Report back each line of the data that contains the word "async".

Data records:
[Start of section]
//! Event-log writer.
//!
//! Each event is an independent write-once object whose key encodes
//! ordering (millisecond timestamp prefix) and uniqueness (random suffix).
//! Writers never check for existence and nothing in the coordinator reads
//! events back.

use anyhow::{Context, Result};
use sfb_schemas::event::{EventDetails, EventDoc, EventType};
use sfb_schemas::keys::RunScope;
use sfb_schemas::time::{epoch_ms_now, iso_utc_now};
use sfb_store::{put_json, ObjectStore};
use uuid::Uuid;

/// Identity under which this process writes events.
#[derive(Clone, Debug)]
pub struct EventScribe {
    scope: RunScope,
    worker_id: String,
}

impl EventScribe {
    pub fn new(scope: RunScope, worker_id: impl Into<String>) -> Self {
        Self {
            scope,
            worker_id: worker_id.into(),
        }
    }

    pub fn worker_id(&self) -> &str {
        &self.worker_id
    }

    /// Emit a `shard_status` event for one shard transition.
    pub async fn shard_event(
        &self,
        store: &dyn ObjectStore,
        shard_key: &str,
        status: &str,
        details: EventDetails,
    ) -> Result<()> {
        self.emit(store, EventType::ShardStatus, shard_key, status, details)
            .await
    }

    /// Emit a `run_status` event. The shard slot carries the literal `run`.
    pub async fn run_event(
        &self,
        store: &dyn ObjectStore,
        state: &str,
        details: EventDetails,
    ) -> Result<()> {
        self.emit(store, EventType::RunStatus, "run", state, details)
            .await
    }

    async fn emit(
        &self,
        store: &dyn ObjectStore,
        event_type: EventType,
        shard_key: &str,
        status: &str,
        details: EventDetails,
    ) -> Result<()> {
        let doc = EventDoc {
            event_at: iso_utc_now(),
            event_type,
            run_id: self.scope.run_id.clone(),
            benchmark_uuid: self.scope.benchmark_uuid.clone(),
            worker_id: self.worker_id.clone(),
            shard_key: shard_key.to_string(),
            status: status.to_string(),
            details,
        };
        let token = Uuid::new_v4().simple().to_string();
        let key = self.scope.event_key(
            epoch_ms_now(),
            &self.worker_id,
            shard_key,
            status,
            &token[..8],
        );
        put_json(store, &key, &doc)
            .await
            .with_context(|| format!("emit event {key}"))
    }
}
[End of section]
**EXERCISE RESPONSE**.
    pub async fn shard_event(
    pub async fn run_event(
    async fn emit(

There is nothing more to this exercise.